◆ Task instructions
Lines with the word "already" are the answer; copy each of them from the data below.

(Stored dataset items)
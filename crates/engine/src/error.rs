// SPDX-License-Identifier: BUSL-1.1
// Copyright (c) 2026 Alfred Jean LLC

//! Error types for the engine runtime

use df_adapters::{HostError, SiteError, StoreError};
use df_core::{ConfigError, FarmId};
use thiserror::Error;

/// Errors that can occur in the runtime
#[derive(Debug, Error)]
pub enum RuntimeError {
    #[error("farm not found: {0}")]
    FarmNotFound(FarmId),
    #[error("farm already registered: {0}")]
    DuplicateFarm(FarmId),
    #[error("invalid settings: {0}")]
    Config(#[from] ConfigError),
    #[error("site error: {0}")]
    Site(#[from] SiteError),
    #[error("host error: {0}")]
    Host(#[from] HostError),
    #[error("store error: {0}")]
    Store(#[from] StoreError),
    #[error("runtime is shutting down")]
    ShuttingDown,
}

--

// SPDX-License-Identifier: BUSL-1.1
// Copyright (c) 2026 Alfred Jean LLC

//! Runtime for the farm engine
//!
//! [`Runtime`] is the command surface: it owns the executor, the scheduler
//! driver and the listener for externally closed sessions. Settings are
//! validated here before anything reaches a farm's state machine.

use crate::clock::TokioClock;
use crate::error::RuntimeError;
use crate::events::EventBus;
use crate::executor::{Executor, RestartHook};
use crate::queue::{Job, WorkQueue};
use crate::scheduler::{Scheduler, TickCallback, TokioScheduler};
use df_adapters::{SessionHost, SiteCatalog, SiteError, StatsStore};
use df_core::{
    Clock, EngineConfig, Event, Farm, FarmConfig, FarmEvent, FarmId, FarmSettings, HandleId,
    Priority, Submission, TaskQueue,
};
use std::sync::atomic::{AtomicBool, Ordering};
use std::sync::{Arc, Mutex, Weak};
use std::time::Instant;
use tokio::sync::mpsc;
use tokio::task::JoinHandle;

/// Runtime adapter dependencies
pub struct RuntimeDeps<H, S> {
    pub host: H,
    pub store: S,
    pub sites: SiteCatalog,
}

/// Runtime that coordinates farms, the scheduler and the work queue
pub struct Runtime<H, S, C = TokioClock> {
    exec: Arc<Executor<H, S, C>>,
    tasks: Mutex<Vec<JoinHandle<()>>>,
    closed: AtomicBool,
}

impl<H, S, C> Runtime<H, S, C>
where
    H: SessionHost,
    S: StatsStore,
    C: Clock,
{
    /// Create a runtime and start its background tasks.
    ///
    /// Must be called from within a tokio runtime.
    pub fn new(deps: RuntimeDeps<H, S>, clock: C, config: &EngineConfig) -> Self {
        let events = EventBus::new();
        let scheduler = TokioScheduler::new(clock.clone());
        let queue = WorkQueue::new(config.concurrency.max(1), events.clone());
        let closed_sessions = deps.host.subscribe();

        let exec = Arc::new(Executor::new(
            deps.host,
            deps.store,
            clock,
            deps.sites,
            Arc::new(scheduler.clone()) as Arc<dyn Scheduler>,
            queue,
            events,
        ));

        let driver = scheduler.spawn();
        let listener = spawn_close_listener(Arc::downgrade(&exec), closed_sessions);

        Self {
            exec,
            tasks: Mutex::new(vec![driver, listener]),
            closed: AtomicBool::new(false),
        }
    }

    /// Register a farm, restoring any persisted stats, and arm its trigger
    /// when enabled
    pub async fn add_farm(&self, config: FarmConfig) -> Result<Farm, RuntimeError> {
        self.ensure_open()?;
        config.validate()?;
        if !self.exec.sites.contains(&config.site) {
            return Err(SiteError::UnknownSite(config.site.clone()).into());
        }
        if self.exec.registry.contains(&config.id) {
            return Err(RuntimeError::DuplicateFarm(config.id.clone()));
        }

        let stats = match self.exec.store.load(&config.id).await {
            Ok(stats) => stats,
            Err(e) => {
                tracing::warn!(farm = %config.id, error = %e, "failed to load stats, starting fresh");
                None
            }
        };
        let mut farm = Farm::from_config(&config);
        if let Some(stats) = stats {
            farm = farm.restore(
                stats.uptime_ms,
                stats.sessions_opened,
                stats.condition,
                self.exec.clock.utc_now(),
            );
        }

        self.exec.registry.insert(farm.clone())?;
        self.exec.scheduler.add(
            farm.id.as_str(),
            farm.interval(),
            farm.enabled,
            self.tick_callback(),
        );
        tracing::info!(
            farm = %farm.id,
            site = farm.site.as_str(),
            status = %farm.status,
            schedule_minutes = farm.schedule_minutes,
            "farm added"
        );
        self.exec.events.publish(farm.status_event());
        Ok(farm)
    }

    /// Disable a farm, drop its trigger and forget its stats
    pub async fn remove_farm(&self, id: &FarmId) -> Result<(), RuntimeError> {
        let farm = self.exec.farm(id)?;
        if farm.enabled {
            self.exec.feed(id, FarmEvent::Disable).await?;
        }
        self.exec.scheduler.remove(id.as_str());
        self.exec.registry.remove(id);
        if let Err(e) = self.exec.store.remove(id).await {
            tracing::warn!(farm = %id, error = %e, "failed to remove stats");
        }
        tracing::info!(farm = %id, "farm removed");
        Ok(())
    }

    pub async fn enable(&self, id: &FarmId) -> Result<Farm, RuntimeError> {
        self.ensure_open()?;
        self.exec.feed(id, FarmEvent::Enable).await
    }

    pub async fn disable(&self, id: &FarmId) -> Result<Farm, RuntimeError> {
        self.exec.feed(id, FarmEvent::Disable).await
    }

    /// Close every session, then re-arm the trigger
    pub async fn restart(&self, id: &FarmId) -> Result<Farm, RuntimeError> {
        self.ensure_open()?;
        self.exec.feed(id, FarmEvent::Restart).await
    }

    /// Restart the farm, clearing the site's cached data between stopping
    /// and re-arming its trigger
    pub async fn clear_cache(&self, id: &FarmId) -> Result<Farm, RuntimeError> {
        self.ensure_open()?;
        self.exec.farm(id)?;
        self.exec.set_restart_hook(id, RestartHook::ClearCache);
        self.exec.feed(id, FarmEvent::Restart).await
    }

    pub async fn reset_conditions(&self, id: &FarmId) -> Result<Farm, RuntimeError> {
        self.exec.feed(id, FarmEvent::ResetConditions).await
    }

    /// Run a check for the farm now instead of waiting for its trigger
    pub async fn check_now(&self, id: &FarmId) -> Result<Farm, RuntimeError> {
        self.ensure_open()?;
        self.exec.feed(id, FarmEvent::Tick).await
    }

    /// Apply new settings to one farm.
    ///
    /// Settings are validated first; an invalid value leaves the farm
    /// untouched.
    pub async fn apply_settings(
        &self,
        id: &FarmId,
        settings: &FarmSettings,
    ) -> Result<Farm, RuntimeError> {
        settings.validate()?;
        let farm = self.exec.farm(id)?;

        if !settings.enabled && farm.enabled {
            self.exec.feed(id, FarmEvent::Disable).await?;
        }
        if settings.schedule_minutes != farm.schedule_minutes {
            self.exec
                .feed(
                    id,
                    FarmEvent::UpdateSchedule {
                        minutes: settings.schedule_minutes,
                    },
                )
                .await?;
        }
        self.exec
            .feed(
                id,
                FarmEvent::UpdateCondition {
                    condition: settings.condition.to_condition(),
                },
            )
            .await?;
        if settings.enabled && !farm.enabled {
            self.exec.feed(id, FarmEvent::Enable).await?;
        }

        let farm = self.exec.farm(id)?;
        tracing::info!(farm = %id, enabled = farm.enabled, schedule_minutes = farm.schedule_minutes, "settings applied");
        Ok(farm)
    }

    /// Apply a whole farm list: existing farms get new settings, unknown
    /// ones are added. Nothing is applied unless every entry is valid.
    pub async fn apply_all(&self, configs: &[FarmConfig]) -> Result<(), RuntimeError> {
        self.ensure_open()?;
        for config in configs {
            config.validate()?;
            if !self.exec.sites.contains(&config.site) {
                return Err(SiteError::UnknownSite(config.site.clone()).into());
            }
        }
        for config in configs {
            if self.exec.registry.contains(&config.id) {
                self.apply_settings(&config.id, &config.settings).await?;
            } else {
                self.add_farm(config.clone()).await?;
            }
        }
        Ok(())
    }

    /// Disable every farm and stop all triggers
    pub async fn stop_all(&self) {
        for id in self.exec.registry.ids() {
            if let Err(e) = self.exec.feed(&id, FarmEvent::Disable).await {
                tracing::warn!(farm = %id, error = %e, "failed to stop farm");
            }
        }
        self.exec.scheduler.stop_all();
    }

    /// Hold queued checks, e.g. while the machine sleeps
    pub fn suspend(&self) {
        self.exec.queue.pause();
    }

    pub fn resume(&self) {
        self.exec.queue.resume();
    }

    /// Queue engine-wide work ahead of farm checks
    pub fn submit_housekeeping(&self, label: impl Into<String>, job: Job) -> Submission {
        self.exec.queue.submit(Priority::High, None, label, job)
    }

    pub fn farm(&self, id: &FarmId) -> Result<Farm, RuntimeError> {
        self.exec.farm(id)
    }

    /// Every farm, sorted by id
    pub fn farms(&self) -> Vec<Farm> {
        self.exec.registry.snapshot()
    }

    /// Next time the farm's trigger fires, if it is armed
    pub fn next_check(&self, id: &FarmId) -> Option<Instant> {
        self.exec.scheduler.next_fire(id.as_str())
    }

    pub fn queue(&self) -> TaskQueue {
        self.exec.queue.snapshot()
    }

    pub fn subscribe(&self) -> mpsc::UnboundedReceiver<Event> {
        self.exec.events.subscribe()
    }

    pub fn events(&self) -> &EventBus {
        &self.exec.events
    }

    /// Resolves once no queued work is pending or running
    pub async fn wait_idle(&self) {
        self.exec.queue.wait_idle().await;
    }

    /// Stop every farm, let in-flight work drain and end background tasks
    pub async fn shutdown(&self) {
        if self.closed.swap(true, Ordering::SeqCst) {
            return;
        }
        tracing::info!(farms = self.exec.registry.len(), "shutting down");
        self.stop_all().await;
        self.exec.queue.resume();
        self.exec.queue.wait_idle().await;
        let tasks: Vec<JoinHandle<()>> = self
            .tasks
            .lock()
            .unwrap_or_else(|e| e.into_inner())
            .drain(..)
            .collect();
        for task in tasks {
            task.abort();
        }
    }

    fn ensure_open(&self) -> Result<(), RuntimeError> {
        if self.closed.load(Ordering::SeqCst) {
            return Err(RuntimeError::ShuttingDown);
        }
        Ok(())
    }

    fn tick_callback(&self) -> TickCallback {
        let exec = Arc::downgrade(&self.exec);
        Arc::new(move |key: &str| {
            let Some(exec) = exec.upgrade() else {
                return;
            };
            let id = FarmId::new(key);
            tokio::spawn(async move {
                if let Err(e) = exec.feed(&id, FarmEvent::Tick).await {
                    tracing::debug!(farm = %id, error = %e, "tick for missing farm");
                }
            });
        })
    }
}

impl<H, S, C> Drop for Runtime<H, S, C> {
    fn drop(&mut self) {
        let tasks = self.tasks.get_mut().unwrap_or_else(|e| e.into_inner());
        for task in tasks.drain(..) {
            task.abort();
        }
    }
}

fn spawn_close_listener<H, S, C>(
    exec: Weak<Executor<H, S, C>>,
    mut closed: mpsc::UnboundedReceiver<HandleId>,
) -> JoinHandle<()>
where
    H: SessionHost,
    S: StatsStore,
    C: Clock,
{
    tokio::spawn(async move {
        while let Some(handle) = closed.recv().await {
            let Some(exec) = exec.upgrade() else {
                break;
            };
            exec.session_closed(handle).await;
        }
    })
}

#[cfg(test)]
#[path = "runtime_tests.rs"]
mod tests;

--

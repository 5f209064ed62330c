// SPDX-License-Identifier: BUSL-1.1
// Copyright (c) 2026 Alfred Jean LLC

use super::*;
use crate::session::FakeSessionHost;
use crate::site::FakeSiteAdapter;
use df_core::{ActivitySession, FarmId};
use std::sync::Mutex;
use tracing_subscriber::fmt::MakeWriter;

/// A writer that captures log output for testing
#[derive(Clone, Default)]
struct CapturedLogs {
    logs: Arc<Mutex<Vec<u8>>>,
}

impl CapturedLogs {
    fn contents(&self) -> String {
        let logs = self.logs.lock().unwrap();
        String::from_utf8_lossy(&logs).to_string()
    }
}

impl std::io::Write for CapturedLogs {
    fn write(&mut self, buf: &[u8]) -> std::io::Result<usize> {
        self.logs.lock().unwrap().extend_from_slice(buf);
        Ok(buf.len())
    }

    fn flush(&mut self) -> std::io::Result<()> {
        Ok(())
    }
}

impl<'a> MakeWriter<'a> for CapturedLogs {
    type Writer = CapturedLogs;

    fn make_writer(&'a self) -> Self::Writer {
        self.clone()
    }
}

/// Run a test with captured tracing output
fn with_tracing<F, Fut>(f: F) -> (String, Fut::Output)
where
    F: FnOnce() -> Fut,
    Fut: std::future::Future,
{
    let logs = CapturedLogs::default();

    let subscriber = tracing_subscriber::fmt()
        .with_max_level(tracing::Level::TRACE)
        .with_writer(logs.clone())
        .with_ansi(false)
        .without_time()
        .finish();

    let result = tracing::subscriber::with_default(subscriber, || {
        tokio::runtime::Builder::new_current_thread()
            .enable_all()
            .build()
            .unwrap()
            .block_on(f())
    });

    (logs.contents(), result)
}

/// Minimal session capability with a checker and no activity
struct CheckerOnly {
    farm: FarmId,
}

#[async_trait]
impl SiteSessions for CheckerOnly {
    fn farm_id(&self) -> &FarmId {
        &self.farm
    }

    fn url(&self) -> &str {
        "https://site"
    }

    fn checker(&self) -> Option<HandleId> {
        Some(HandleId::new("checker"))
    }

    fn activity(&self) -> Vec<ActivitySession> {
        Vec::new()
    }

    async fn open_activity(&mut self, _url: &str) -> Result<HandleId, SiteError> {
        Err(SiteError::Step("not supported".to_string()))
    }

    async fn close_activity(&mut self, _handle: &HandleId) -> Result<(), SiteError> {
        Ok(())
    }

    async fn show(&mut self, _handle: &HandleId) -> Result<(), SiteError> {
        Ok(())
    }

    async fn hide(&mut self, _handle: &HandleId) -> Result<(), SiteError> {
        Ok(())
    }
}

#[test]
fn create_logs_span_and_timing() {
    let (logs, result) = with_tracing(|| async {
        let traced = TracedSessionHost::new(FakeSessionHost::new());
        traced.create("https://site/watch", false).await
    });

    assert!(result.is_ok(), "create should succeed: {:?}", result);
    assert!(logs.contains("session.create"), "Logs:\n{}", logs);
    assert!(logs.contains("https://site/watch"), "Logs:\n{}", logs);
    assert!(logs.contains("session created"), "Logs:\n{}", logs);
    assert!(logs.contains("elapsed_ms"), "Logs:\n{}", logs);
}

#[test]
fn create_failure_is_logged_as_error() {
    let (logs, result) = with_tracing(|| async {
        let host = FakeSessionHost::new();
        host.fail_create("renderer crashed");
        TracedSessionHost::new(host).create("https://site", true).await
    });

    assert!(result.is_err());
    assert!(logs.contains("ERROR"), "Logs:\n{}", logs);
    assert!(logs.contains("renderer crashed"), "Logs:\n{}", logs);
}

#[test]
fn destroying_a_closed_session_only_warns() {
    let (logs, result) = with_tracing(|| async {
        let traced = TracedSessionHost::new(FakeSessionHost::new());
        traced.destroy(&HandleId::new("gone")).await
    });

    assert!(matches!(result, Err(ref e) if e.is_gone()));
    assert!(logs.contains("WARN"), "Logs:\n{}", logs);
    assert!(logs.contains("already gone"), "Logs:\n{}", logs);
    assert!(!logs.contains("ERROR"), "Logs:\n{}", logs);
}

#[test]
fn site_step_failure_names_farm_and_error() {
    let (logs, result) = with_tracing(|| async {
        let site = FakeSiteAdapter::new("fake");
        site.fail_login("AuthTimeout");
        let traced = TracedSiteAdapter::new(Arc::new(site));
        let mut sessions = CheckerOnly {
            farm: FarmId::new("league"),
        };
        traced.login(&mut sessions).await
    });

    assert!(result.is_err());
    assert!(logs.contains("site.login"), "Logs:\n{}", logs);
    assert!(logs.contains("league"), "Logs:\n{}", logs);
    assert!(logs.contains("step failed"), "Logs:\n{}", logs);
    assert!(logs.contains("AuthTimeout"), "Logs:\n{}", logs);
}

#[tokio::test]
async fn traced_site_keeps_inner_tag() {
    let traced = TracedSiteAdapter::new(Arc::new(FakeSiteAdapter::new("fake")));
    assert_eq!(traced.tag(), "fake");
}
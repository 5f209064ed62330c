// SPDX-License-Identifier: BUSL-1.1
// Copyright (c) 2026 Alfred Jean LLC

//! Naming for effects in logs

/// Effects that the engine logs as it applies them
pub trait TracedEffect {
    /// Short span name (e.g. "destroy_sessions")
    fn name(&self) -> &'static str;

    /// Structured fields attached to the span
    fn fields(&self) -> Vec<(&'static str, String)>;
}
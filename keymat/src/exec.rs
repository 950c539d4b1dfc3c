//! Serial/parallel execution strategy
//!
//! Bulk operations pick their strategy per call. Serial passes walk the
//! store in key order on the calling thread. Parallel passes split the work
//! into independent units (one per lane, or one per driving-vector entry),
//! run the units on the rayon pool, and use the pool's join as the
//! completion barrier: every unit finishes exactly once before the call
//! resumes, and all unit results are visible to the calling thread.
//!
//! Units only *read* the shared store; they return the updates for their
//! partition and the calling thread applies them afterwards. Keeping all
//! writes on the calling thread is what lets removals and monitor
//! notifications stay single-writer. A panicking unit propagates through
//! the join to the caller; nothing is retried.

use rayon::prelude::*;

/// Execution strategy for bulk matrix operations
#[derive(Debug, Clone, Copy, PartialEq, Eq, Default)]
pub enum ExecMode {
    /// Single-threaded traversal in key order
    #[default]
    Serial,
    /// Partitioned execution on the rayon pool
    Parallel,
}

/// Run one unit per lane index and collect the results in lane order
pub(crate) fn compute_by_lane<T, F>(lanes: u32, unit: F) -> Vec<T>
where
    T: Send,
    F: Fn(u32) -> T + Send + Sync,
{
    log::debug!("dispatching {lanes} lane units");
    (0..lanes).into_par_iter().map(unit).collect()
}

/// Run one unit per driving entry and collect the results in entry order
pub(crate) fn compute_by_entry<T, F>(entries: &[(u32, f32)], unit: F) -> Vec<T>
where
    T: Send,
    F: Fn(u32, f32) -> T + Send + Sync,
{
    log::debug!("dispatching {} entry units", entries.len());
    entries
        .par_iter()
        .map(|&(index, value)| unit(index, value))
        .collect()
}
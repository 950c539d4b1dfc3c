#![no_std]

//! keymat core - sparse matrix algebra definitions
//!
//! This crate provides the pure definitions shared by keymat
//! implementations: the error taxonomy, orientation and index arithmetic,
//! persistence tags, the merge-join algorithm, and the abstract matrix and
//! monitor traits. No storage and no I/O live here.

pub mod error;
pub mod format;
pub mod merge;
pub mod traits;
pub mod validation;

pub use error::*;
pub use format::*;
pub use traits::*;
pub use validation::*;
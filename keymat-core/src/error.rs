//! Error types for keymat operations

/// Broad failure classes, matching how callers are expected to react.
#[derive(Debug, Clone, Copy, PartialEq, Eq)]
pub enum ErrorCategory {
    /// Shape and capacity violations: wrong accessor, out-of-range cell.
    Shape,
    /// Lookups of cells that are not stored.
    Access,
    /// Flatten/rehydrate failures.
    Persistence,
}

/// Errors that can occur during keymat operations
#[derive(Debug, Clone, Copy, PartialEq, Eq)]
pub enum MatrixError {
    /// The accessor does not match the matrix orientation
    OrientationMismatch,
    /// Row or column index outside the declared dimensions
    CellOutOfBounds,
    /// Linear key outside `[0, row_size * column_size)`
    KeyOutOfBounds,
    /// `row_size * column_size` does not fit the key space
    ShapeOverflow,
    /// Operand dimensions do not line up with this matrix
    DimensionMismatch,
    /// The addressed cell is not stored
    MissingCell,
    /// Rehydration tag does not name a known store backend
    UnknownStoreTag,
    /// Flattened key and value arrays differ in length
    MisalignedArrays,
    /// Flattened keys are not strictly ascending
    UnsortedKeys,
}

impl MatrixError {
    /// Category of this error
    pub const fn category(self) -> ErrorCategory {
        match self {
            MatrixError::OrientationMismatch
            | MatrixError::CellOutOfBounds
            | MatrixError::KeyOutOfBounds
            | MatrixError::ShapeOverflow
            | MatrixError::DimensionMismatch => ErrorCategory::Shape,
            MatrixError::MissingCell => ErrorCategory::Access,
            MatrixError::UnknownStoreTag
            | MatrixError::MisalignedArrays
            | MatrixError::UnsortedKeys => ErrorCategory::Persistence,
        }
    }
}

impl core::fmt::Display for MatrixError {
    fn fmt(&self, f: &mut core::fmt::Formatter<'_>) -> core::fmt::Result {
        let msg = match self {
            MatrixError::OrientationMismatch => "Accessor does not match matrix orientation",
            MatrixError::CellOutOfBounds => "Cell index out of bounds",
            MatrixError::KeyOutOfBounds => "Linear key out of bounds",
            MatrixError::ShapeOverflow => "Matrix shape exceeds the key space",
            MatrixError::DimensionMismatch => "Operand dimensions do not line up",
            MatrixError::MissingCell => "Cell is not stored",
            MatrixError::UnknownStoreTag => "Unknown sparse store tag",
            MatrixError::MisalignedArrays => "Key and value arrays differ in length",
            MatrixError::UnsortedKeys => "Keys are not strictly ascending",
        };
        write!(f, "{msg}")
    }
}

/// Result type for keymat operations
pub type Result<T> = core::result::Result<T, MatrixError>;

◆ Exercise output
    #[error("farm already registered: {0}")]
    assert!(logs.contains("already gone"), "Logs:\n{}", logs);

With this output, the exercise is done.